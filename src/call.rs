//! Call-control state machine.
//!
//! Owns the hook/ring/dial/in-call state for one handset. Transitions are
//! pure and atomic: each consumes one local input or one relay command,
//! mutates the state, and optionally yields one outbound [`ControlEvent`].
//! Emission is best-effort; a dropped send never rolls a transition back.

use crate::directory::{DialMatch, NumberDirectory};
use crate::protocol::{ControlCommand, ControlEvent};

/// The operator number every directory must reach. An unreachable dial
/// sequence collapses to this instead of being dropped.
pub const FALLBACK_NUMBER: &str = "0";

/// Local input from the handset hardware boundary.
#[derive(Debug, Clone, Copy, PartialEq, Eq)]
pub enum PhoneInput {
    /// Hook switch changed; `true` means the handset is resting.
    Hook { state: bool },
    /// One digit from the dial plate.
    Digit(char),
}

/// Snapshot of the call-control state. Published over a watch channel so
/// the hardware boundary can drive the bell and dial plate.
#[derive(Debug, Clone, PartialEq, Eq)]
pub struct CallState {
    /// Handset resting (on-hook).
    pub hooked: bool,
    /// Local bell should sound.
    pub ringing: bool,
    /// Digits accumulated since the last reset.
    pub dialed_number: String,
    /// A number was fully dialed or a call was accepted.
    pub in_call: bool,
    /// Digit input currently accepted.
    pub dialing_enabled: bool,
}

impl Default for CallState {
    fn default() -> Self {
        Self {
            hooked: true,
            ringing: false,
            dialed_number: String::new(),
            in_call: false,
            dialing_enabled: true,
        }
    }
}

impl CallState {
    /// Whether local audio transmission should be suppressed. Muted
    /// whenever no call is up.
    pub fn muted(&self) -> bool {
        !self.in_call
    }
}

pub struct CallStateMachine {
    state: CallState,
    directory: NumberDirectory,
}

impl CallStateMachine {
    pub fn new(directory: NumberDirectory) -> Self {
        Self {
            state: CallState::default(),
            directory,
        }
    }

    pub fn state(&self) -> &CallState {
        &self.state
    }

    pub fn handle_input(&mut self, input: PhoneInput) -> Option<ControlEvent> {
        match input {
            PhoneInput::Hook { state } => self.set_hooked(state),
            PhoneInput::Digit(digit) => self.dial(digit),
        }
    }

    /// Hook switch transition. A no-op unless the state actually toggles.
    pub fn set_hooked(&mut self, hooked: bool) -> Option<ControlEvent> {
        if self.state.hooked == hooked {
            return None;
        }
        self.state.hooked = hooked;

        if hooked {
            // Hanging up ends any call and re-arms the dial plate.
            if self.state.in_call {
                self.state.in_call = false;
                self.state.dialing_enabled = true;
                self.state.dialed_number.clear();
            }
            self.state.ringing = false;
        } else if self.state.ringing {
            // Lifting the handset while the bell sounds answers the call.
            self.state.ringing = false;
            self.state.in_call = true;
            self.state.dialing_enabled = false;
        }

        Some(ControlEvent::Hook { state: hooked })
    }

    /// One digit from the dial plate. Dropped while dialing is disabled.
    pub fn dial(&mut self, digit: char) -> Option<ControlEvent> {
        if !self.state.dialing_enabled {
            log::debug!(target: "Call", "Dialing disabled, dropping digit {digit}");
            return None;
        }

        let mut candidate = self.state.dialed_number.clone();
        candidate.push(digit);

        match self.directory.classify(&candidate) {
            DialMatch::Complete => Some(self.complete_dial(candidate)),
            DialMatch::Partial => {
                self.state.dialed_number = candidate;
                None
            }
            // An unreachable sequence always collapses to the operator;
            // the digit is never silently dropped and the accumulated
            // prefix never outlives the mismatch.
            DialMatch::Invalid => Some(self.complete_dial(FALLBACK_NUMBER.to_string())),
        }
    }

    fn complete_dial(&mut self, number: String) -> ControlEvent {
        log::info!(target: "Call", "Calling {number}");
        self.state.dialed_number = number.clone();
        self.state.dialing_enabled = false;
        self.state.in_call = true;
        if self.state.hooked {
            // Immediate local feedback before the far side answers.
            self.state.ringing = true;
        }
        ControlEvent::Dial { number }
    }

    /// Apply a command received from the relay.
    pub fn apply(&mut self, command: ControlCommand) {
        match command {
            ControlCommand::Ring { state } => {
                self.state.ringing = state;
            }
            ControlCommand::ClearDial => {
                self.state.dialed_number.clear();
                self.state.dialing_enabled = true;
                self.state.in_call = false;
            }
        }
    }
}
//! Call control and peer signaling for a two-handset internet phone.
//!
//! Each handset runs one [`client::PhoneClient`]: a call-control state
//! machine fed by hook and dial inputs, two WebSocket channels to a
//! shared relay (control events and peer signaling), and a peer-to-peer
//! media session negotiated over the signaling channel.

pub mod call;
pub mod client;
pub mod config;
pub mod directory;
pub mod media;
pub mod peer;
pub mod protocol;
pub mod socket;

==*==

What the task requires:
Beginning with the line that has "pub mod directory;", set down every line of the entries above through the final one, unchanged.

Answer below:
pub mod directory;
pub mod media;
pub mod peer;
pub mod protocol;
pub mod socket;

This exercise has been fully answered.